Task details: Whenever a line in the listing contains "usize", copy that line.

Top of Data to process

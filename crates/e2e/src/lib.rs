//! Shelfwalk E2E engine
//!
//! Drives a real browser through user workflows of the library management
//! application and reports a verdict per scenario.
//!
//! # Architecture
//!
//! ```text
//! ┌─────────────────────────────────────────────────────────────┐
//! │  TestSuite                                                  │
//! │    ├── register(Scenario)      validated at registration    │
//! │    ├── run() -> Report         serial or bounded parallel   │
//! │    └── run_one()               fresh context, always closed │
//! ├─────────────────────────────────────────────────────────────┤
//! │  ScenarioRunner                                             │
//! │    └── steps in order, first failure stops the scenario     │
//! ├─────────────────────────────────────────────────────────────┤
//! │  ExecutionContext (one tab per scenario)                    │
//! │    ├── PageDriver       navigate / fill / click             │
//! │    ├── WaitStrategy     network idle / load / visible       │
//! │    └── AssertionEngine  visible / text / table row          │
//! ├─────────────────────────────────────────────────────────────┤
//! │  PageBackend (trait)                                        │
//! │    └── CdpPage          Chromium over DevTools protocol     │
//! └─────────────────────────────────────────────────────────────┘
//! ```

pub mod assertions;
pub mod backend;
pub mod cdp;
pub mod config;
pub mod context;
pub mod driver;
pub mod error;
pub mod library;
pub mod runner;
pub mod server;
pub mod spec;
pub mod suite;
pub mod wait;

pub use assertions::AssertionEngine;
pub use backend::{ElementState, NetworkStatus, PageBackend, PageFactory, PageSnapshot};
pub use cdp::CdpBrowser;
pub use config::{SuiteConfig, Viewport};
pub use context::ExecutionContext;
pub use driver::PageDriver;
pub use error::{E2eError, E2eResult, ErrorKind};
pub use runner::{Failure, ScenarioRunner, StepRecord, StepStatus, Verdict};
pub use server::AppServer;
pub use spec::{Locator, RowScope, Scenario, SettleStrategy, Step, Target, TextPattern};
pub use suite::{Report, ScenarioResult, TestSuite};
pub use wait::WaitStrategy;
//! Suite configuration
//!
//! Values come from (lowest to highest precedence) the built-in defaults, an
//! optional TOML file, `SHELFWALK_*` environment variables and finally CLI flags
//! applied by the binary.

use serde::{Deserialize, Serialize};
use std::collections::BTreeMap;
use std::path::{Path, PathBuf};
use std::time::Duration;
use tracing::debug;

use crate::error::{E2eError, E2eResult};

/// Suite configuration
#[derive(Debug, Clone, Serialize, Deserialize)]
#[serde(default)]
pub struct SuiteConfig {
    /// Base URL of the application under test
    pub base_url: String,

    /// Browser viewport for every scenario that does not override it
    pub viewport: Viewport,

    /// Accept self-signed or otherwise invalid TLS certificates
    pub ignore_https_errors: bool,

    /// Operation, navigation and scenario budgets
    pub timeouts: TimeoutConfig,

    /// Reject selectors that match several elements without `first` or a row scope
    pub strict_selectors: bool,

    /// Number of scenarios run at once (1 = serial)
    pub parallelism: usize,

    /// Maximum length of observed text quoted in failure messages
    pub diagnostic_text_limit: usize,

    /// Selectors whose visible text is captured into failure snapshots
    pub banner_selectors: Vec<String>,

    /// Capture a screenshot when a scenario fails
    pub capture_screenshots: bool,

    /// Where reports and screenshots are written
    pub output_dir: PathBuf,

    /// Browser process settings
    pub browser: BrowserSettings,

    /// Application process to start before the run (None = already running)
    pub server: Option<ServerSettings>,
}

impl Default for SuiteConfig {
    fn default() -> Self {
        Self {
            base_url: "http://localhost:5000".to_string(),
            viewport: Viewport::default(),
            ignore_https_errors: true,
            timeouts: TimeoutConfig::default(),
            strict_selectors: true,
            parallelism: 1,
            diagnostic_text_limit: 200,
            banner_selectors: vec![
                ".flash-success".to_string(),
                ".flash-error".to_string(),
                ".flash-danger".to_string(),
                ".alert".to_string(),
            ],
            capture_screenshots: true,
            output_dir: PathBuf::from("test-results"),
            browser: BrowserSettings::default(),
            server: None,
        }
    }
}

#[derive(Debug, Clone, Copy, PartialEq, Eq, Serialize, Deserialize)]
pub struct Viewport {
    pub width: u32,
    pub height: u32,
}

impl Default for Viewport {
    fn default() -> Self {
        Viewport { width: 1280, height: 720 }
    }
}

/// Timeout budgets, all in milliseconds
#[derive(Debug, Clone, Serialize, Deserialize)]
#[serde(default)]
pub struct TimeoutConfig {
    /// Element location, waits and assertions
    pub default_ms: u64,

    /// Page loads
    pub navigation_ms: u64,

    /// Whole scenario; exceeding it cancels the scenario
    pub scenario_ms: u64,

    /// How long the network must stay quiet to count as idle
    pub idle_quiet_ms: u64,

    /// Polling interval for element and idle checks
    pub poll_interval_ms: u64,
}

impl Default for TimeoutConfig {
    fn default() -> Self {
        Self {
            default_ms: 15_000,
            navigation_ms: 15_000,
            scenario_ms: 120_000,
            idle_quiet_ms: 500,
            poll_interval_ms: 100,
        }
    }
}

impl TimeoutConfig {
    pub fn default_timeout(&self) -> Duration {
        Duration::from_millis(self.default_ms)
    }

    pub fn navigation_timeout(&self) -> Duration {
        Duration::from_millis(self.navigation_ms)
    }

    pub fn scenario_timeout(&self) -> Duration {
        Duration::from_millis(self.scenario_ms)
    }

    pub fn idle_quiet(&self) -> Duration {
        Duration::from_millis(self.idle_quiet_ms)
    }

    pub fn poll_interval(&self) -> Duration {
        Duration::from_millis(self.poll_interval_ms)
    }
}

/// Chromium launch settings
#[derive(Debug, Clone, Serialize, Deserialize)]
#[serde(default)]
pub struct BrowserSettings {
    pub headless: bool,

    /// Chromium binary (None = auto-detect)
    pub chrome_path: Option<PathBuf>,

    /// Disable the Chromium sandbox (containers, CI)
    pub no_sandbox: bool,

    /// Extra command-line switches passed to Chromium
    pub extra_args: Vec<String>,
}

impl Default for BrowserSettings {
    fn default() -> Self {
        Self {
            headless: true,
            chrome_path: None,
            no_sandbox: true,
            extra_args: Vec::new(),
        }
    }
}

/// How to launch the application under test
#[derive(Debug, Clone, Serialize, Deserialize)]
pub struct ServerSettings {
    /// Program and arguments, e.g. `["python", "app.py"]`
    pub command: Vec<String>,

    #[serde(default)]
    pub workdir: Option<PathBuf>,

    #[serde(default)]
    pub env: BTreeMap<String, String>,

    /// Path polled until it answers with a success status
    #[serde(default = "default_health_path")]
    pub health_path: String,

    #[serde(default = "default_startup_timeout_ms")]
    pub startup_timeout_ms: u64,
}

fn default_health_path() -> String {
    "/".to_string()
}

fn default_startup_timeout_ms() -> u64 {
    30_000
}

impl SuiteConfig {
    /// Parse a configuration from TOML; missing keys keep their defaults.
    pub fn from_toml(content: &str) -> E2eResult<Self> {
        let config: SuiteConfig = toml::from_str(content)?;
        config.validate()?;
        Ok(config)
    }

    pub fn from_file(path: &Path) -> E2eResult<Self> {
        debug!("Loading suite config from {}", path.display());
        let content = std::fs::read_to_string(path)?;
        Self::from_toml(&content)
    }

    /// Apply `SHELFWALK_*` environment overrides from the process environment.
    pub fn with_env(self) -> E2eResult<Self> {
        self.with_overrides(|key| std::env::var(key).ok())
    }

    /// Apply overrides from an arbitrary key lookup.
    ///
    /// Recognised keys: `SHELFWALK_BASE_URL`, `SHELFWALK_TIMEOUT_MS`,
    /// `SHELFWALK_NAVIGATION_TIMEOUT_MS`, `SHELFWALK_SCENARIO_TIMEOUT_MS`,
    /// `SHELFWALK_PARALLELISM`, `SHELFWALK_HEADLESS`,
    /// `SHELFWALK_IGNORE_HTTPS_ERRORS`, `SHELFWALK_CHROME`.
    pub fn with_overrides<F>(mut self, lookup: F) -> E2eResult<Self>
    where
        F: Fn(&str) -> Option<String>,
    {
        if let Some(url) = lookup("SHELFWALK_BASE_URL") {
            debug!("Override base_url from env: {}", url);
            self.base_url = url;
        }
        if let Some(ms) = parse_override(&lookup, "SHELFWALK_TIMEOUT_MS")? {
            self.timeouts.default_ms = ms;
        }
        if let Some(ms) = parse_override(&lookup, "SHELFWALK_NAVIGATION_TIMEOUT_MS")? {
            self.timeouts.navigation_ms = ms;
        }
        if let Some(ms) = parse_override(&lookup, "SHELFWALK_SCENARIO_TIMEOUT_MS")? {
            self.timeouts.scenario_ms = ms;
        }
        if let Some(n) = parse_override(&lookup, "SHELFWALK_PARALLELISM")? {
            self.parallelism = n;
        }
        if let Some(headless) = parse_override(&lookup, "SHELFWALK_HEADLESS")? {
            self.browser.headless = headless;
        }
        if let Some(ignore) = parse_override(&lookup, "SHELFWALK_IGNORE_HTTPS_ERRORS")? {
            self.ignore_https_errors = ignore;
        }
        if let Some(path) = lookup("SHELFWALK_CHROME") {
            self.browser.chrome_path = Some(PathBuf::from(path));
        }
        self.validate()?;
        Ok(self)
    }

    pub fn validate(&self) -> E2eResult<()> {
        let url = reqwest::Url::parse(&self.base_url)
            .map_err(|e| E2eError::Config(format!("base_url {:?}: {}", self.base_url, e)))?;
        if !matches!(url.scheme(), "http" | "https") {
            return Err(E2eError::Config(format!(
                "base_url must be http or https, got {}",
                url.scheme()
            )));
        }
        if self.parallelism == 0 {
            return Err(E2eError::Config("parallelism must be at least 1".to_string()));
        }
        if self.viewport.width == 0 || self.viewport.height == 0 {
            return Err(E2eError::Config("viewport dimensions must be non-zero".to_string()));
        }
        if self.timeouts.poll_interval_ms == 0 {
            return Err(E2eError::Config("poll_interval_ms must be non-zero".to_string()));
        }
        if let Some(server) = &self.server {
            if server.command.is_empty() {
                return Err(E2eError::Config("server.command must name a program".to_string()));
            }
        }
        Ok(())
    }

    /// Resolve a scenario URL against the base URL. Absolute URLs pass through.
    pub fn resolve_url(&self, url: &str) -> E2eResult<String> {
        let base = reqwest::Url::parse(&self.base_url)
            .map_err(|e| E2eError::Config(format!("base_url {:?}: {}", self.base_url, e)))?;
        let resolved = base.join(url).map_err(|e| E2eError::Navigation {
            url: url.to_string(),
            reason: e.to_string(),
        })?;
        Ok(resolved.to_string())
    }
}

fn parse_override<T, F>(lookup: &F, key: &str) -> E2eResult<Option<T>>
where
    T: std::str::FromStr,
    T::Err: std::fmt::Display,
    F: Fn(&str) -> Option<String>,
{
    match lookup(key) {
        Some(raw) => raw
            .trim()
            .parse()
            .map(Some)
            .map_err(|e| E2eError::Config(format!("{}={:?}: {}", key, raw, e))),
        None => Ok(None),
    }
}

Bottom of Data to process

Expected output:
    pub parallelism: usize,
    pub diagnostic_text_limit: usize,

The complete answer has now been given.